EXERCISE :: Reproduce exactly, and only, the lines below from the one containing "expire on a date." through the one containing "use crate::visibility::Visibility;".

LISTED RECORDS ::
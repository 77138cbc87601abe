//! Leases: temporary grants that expire on a date.
//!
//! A lease has no "during" visibility of its own; while it is active the
//! resource keeps whatever grants were assigned to it.

pub mod manager;

pub use manager::LeaseManager;

use crate::error::{AccessError, AccessResult};
use crate::resource::ResourceId;
use crate::temporal::RestrictionState;
use crate::visibility::Visibility;
use chrono::{DateTime, Utc};
use serde::{Deserialize, Serialize};

#[derive(Debug, Clone, PartialEq, Serialize, Deserialize)]
pub struct Lease {
    #[serde(default)]
    pub id: Option<ResourceId>,
    pub lease_expiration_date: DateTime<Utc>,
    pub visibility_after_lease: Visibility,
    #[serde(default)]
    pub released_at: Option<DateTime<Utc>>,
    #[serde(default)]
    pub lease_history: Vec<String>,
}

impl Lease {
    pub fn new(lease_expiration_date: DateTime<Utc>, visibility_after_lease: Visibility) -> Self {
        Self {
            id: None,
            lease_expiration_date,
            visibility_after_lease,
            released_at: None,
            lease_history: Vec::new(),
        }
    }

    pub fn validate(&self) -> AccessResult<()> {
        if self.visibility_after_lease.is_grant_based() {
            Ok(())
        } else {
            Err(AccessError::invalid_transition(format!(
                "visibility_after_lease cannot be '{}'",
                self.visibility_after_lease
            )))
        }
    }

    pub fn is_released(&self) -> bool {
        self.released_at.is_some()
    }

    /// Unreleased with an expiration date still in the future
    pub fn is_active(&self, now: DateTime<Utc>) -> bool {
        !self.is_released() && self.lease_expiration_date > now
    }

    pub fn state(&self, now: DateTime<Utc>) -> RestrictionState {
        if self.is_released() {
            RestrictionState::Released
        } else if self.lease_expiration_date > now {
            RestrictionState::Active
        } else {
            RestrictionState::Lapsed
        }
    }

    /// Mark expired and record the deactivation in the history.
    pub fn deactivate(&mut self, now: DateTime<Utc>, visibility_during_lease: Visibility) {
        if self.is_released() {
            return;
        }
        let state = if self.lease_expiration_date > now {
            "An active"
        } else {
            "An expired"
        };
        self.lease_history.push(format!(
            "{} lease was deactivated on {}. Its expiration date was {}. Visibility during the lease was {} and intended visibility after the lease was {}",
            state,
            now.format("%Y-%m-%d"),
            self.lease_expiration_date.format("%Y-%m-%d"),
            visibility_during_lease,
            self.visibility_after_lease
        ));
        self.released_at = Some(now);
    }

    pub fn same_terms(&self, other: &Lease) -> bool {
        !self.is_released()
            && self.lease_expiration_date == other.lease_expiration_date
            && self.visibility_after_lease == other.visibility_after_lease
    }

    /// Unsaved copy of the date and visibility fields
    pub fn duplicate(&self) -> Lease {
        Lease::new(self.lease_expiration_date, self.visibility_after_lease)
    }
}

WRITTEN RESPONSE ::
//! Leases: temporary grants that expire on a date.
//!
//! A lease has no "during" visibility of its own; while it is active the
//! resource keeps whatever grants were assigned to it.

pub mod manager;

pub use manager::LeaseManager;

use crate::error::{AccessError, AccessResult};
use crate::resource::ResourceId;
use crate::temporal::RestrictionState;
use crate::visibility::Visibility;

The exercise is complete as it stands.